====== WORKING DATA ======

//! In-memory stand-ins for the song manager's backends.

use async_trait::async_trait;
use mockall::mock;
use serenity::all::{ChannelId, GuildId};
use std::collections::HashSet;
use std::path::{Path, PathBuf};
use std::sync::{Arc, Mutex, MutexGuard};
use std::time::Duration;
use tokio::sync::{mpsc, oneshot};

use suroibot::commands::music::utils::{
    backends::{
        AudioResource, CacheStore, ConnectionToken, DownloadError, Downloader, Notifier,
        TrackToken, VoiceConnection, VoiceTarget, VoiceTransport,
    },
    queue_item::QueueItem,
    song_manager::{Backends, MusicError, MusicResult, SessionEvents, SessionSnapshot, SongManager},
};

pub const TARGET: VoiceTarget = VoiceTarget {
    guild_id: GuildId::new(1),
    channel_id: ChannelId::new(2),
};
pub const TEXT_CHANNEL: ChannelId = ChannelId::new(3);

pub fn item(id: &str) -> QueueItem {
    let mut item = QueueItem::new(id, format!("https://www.youtube.com/watch?v={}", id));
    item.title = Some(format!("Song {}", id));
    item
}

pub fn ids(items: &[QueueItem]) -> Vec<&str> {
    items.iter().map(|item| item.source_id.as_str()).collect()
}

/// Everything the fake voice layer was asked to do.
#[derive(Default)]
pub struct VoiceLog {
    pub joins: Vec<ConnectionToken>,
    pub plays: Vec<(String, TrackToken)>,
    pub pauses: usize,
    pub unpauses: usize,
    pub stops: usize,
    pub destroys: usize,
    /// Event sink handed over by the most recent join.
    pub events: Option<SessionEvents>,
}

#[derive(Clone, Default)]
pub struct FakeVoice {
    log: Arc<Mutex<VoiceLog>>,
}

impl FakeVoice {
    pub fn log(&self) -> MutexGuard<'_, VoiceLog> {
        self.log.lock().unwrap()
    }

    pub fn played(&self) -> Vec<String> {
        self.log().plays.iter().map(|(id, _)| id.clone()).collect()
    }

    pub fn last_track(&self) -> TrackToken {
        self.log().plays.last().expect("nothing was played").1
    }

    pub fn events(&self) -> SessionEvents {
        self.log().events.clone().expect("never joined")
    }

    pub fn last_connection(&self) -> ConnectionToken {
        *self.log().joins.last().expect("never joined")
    }
}

#[async_trait]
impl VoiceTransport for FakeVoice {
    async fn join(
        &self,
        _target: VoiceTarget,
        token: ConnectionToken,
        events: SessionEvents,
    ) -> MusicResult<Box<dyn VoiceConnection>> {
        let mut log = self.log();
        log.joins.push(token);
        log.events = Some(events);
        Ok(Box::new(FakeConnection {
            log: Arc::clone(&self.log),
        }))
    }
}

struct FakeConnection {
    log: Arc<Mutex<VoiceLog>>,
}

#[async_trait]
impl VoiceConnection for FakeConnection {
    async fn play(&mut self, resource: AudioResource, token: TrackToken) -> MusicResult<()> {
        self.log.lock().unwrap().plays.push((resource.source_id, token));
        Ok(())
    }

    async fn pause(&mut self) -> MusicResult<()> {
        self.log.lock().unwrap().pauses += 1;
        Ok(())
    }

    async fn unpause(&mut self) -> MusicResult<()> {
        self.log.lock().unwrap().unpauses += 1;
        Ok(())
    }

    async fn stop(&mut self) -> MusicResult<()> {
        self.log.lock().unwrap().stops += 1;
        Ok(())
    }

    async fn destroy(&mut self) {
        self.log.lock().unwrap().destroys += 1;
    }
}

/// A cache that only tracks which keys are "on disk".
#[derive(Clone, Default)]
pub struct FakeCache {
    ready: Arc<Mutex<HashSet<String>>>,
}

impl FakeCache {
    pub fn warm(&self, key: &str) {
        self.ready.lock().unwrap().insert(key.to_string());
    }

    fn path(key: &str) -> PathBuf {
        PathBuf::from("/cache").join(format!("{}.opus", key))
    }
}

#[async_trait]
impl CacheStore for FakeCache {
    async fn contains(&self, key: &str) -> bool {
        self.ready.lock().unwrap().contains(key)
    }

    fn target_path(&self, key: &str) -> PathBuf {
        Self::path(key)
    }

    async fn open(&self, key: &str) -> MusicResult<AudioResource> {
        if !self.ready.lock().unwrap().contains(key) {
            return Err(MusicError::AudioSourceError(format!("{} is not cached", key)));
        }
        Ok(AudioResource {
            source_id: key.to_string(),
            path: Self::path(key),
        })
    }
}

/// A download the test decides the outcome of.
pub struct PendingDownload {
    pub locator: String,
    pub key: String,
    resolve: oneshot::Sender<Result<(), DownloadError>>,
}

impl PendingDownload {
    pub fn succeed(self) {
        let _ = self.resolve.send(Ok(()));
    }

    pub fn fail(self, stderr: &str) {
        let _ = self.resolve.send(Err(DownloadError::Failed {
            code: Some(1),
            stderr: stderr.to_string(),
        }));
    }

    /// Resolves once the manager abandons the download.
    pub async fn cancelled(&mut self) {
        self.resolve.closed().await
    }
}

/// Parks every download until the test resolves it. Successful downloads
/// warm the cache like a real one would.
pub struct GatedDownloader {
    cache: FakeCache,
    pending: mpsc::UnboundedSender<PendingDownload>,
}

#[async_trait]
impl Downloader for GatedDownloader {
    async fn download(&self, locator: &str, dest: &Path) -> Result<(), DownloadError> {
        let key = dest
            .file_stem()
            .and_then(|stem| stem.to_str())
            .unwrap_or_default()
            .to_string();
        let (resolve, outcome) = oneshot::channel();
        let _ = self.pending.send(PendingDownload {
            locator: locator.to_string(),
            key: key.clone(),
            resolve,
        });

        let result = outcome.await.unwrap_or_else(|_| {
            Err(DownloadError::Failed {
                code: None,
                stderr: "test dropped the download".to_string(),
            })
        });
        if result.is_ok() {
            self.cache.warm(&key);
        }
        result
    }
}

mock! {
    pub Announcer {}

    #[async_trait]
    impl Notifier for Announcer {
        async fn now_playing(&self, channel: ChannelId, item: QueueItem);
    }
}

/// A manager wired to fakes, plus the handles to drive and observe them.
pub struct Harness {
    pub manager: SongManager,
    pub voice: FakeVoice,
    pub cache: FakeCache,
    pub downloads: mpsc::UnboundedReceiver<PendingDownload>,
    pub announcements: mpsc::UnboundedReceiver<(ChannelId, QueueItem)>,
}

impl Harness {
    pub fn new() -> Self {
        Self::with_timeout(None)
    }

    pub fn with_timeout(timeout: Option<Duration>) -> Self {
        let voice = FakeVoice::default();
        let cache = FakeCache::default();
        let (pending, downloads) = mpsc::unbounded_channel();
        let (announce, announcements) = mpsc::unbounded_channel();

        let mut notifier = MockAnnouncer::new();
        notifier
            .expect_now_playing()
            .returning(move |channel, item| {
                let _ = announce.send((channel, item));
            });

        let manager = SongManager::spawn(
            Backends {
                transport: Arc::new(voice.clone()),
                downloader: Arc::new(GatedDownloader {
                    cache: cache.clone(),
                    pending,
                }),
                cache: Arc::new(cache.clone()),
                notifier: Arc::new(notifier),
            },
            timeout,
        );

        Self {
            manager,
            voice,
            cache,
            downloads,
            announcements,
        }
    }

    /// A connected manager with its output channel set.
    pub async fn connected() -> Self {
        let harness = Self::new();
        harness.manager.connect(TARGET).await.unwrap();
        harness
            .manager
            .set_output_channel(TEXT_CHANNEL)
            .await
            .unwrap();
        harness
    }

    pub async fn next_download(&mut self) -> PendingDownload {
        tokio::time::timeout(Duration::from_secs(5), self.downloads.recv())
            .await
            .expect("no download was started")
            .expect("downloader is gone")
    }

    pub async fn next_announcement(&mut self) -> (ChannelId, QueueItem) {
        tokio::time::timeout(Duration::from_secs(5), self.announcements.recv())
            .await
            .expect("nothing was announced")
            .expect("notifier is gone")
    }

    pub async fn snapshot(&self) -> SessionSnapshot {
        self.manager.snapshot().await.unwrap()
    }

    /// Polls until the session satisfies `check`.
    pub async fn wait_for(&self, check: impl Fn(&SessionSnapshot) -> bool) -> SessionSnapshot {
        let poll = async {
            loop {
                let snapshot = self.snapshot().await;
                if check(&snapshot) {
                    return snapshot;
                }
                tokio::time::sleep(Duration::from_millis(5)).await;
            }
        };
        tokio::time::timeout(Duration::from_secs(5), poll)
            .await
            .expect("session never reached the expected state")
    }
}
use poise::serenity_prelude as serenity;

use super::{embeds, standing};
use crate::{CommandResult, Context};

/// Show your rank, level and XP, or someone else's.
#[poise::command(slash_command, guild_only, category = "Leveling")]
pub async fn rank(
    ctx: Context<'_>,
    #[description = "Whose stats to show (defaults to you)"] user: Option<serenity::User>,
) -> CommandResult {
    let user = user.as_ref().unwrap_or_else(|| ctx.author());
    let database = &ctx.data().database;

    let reply = match database.get_user(user.id)? {
        Some(record) => embeds::rank_card(user, &standing(database, record.xp)?),
        None => embeds::unknown_user(),
    };
    ctx.send(reply).await?;
    Ok(())
}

======

● **EXERCISE**
Show every line of the entries above where the word "until" occurs.

● **RESPONSE**
/// Parks every download until the test resolves it. Successful downloads
    /// Polls until the session satisfies `check`.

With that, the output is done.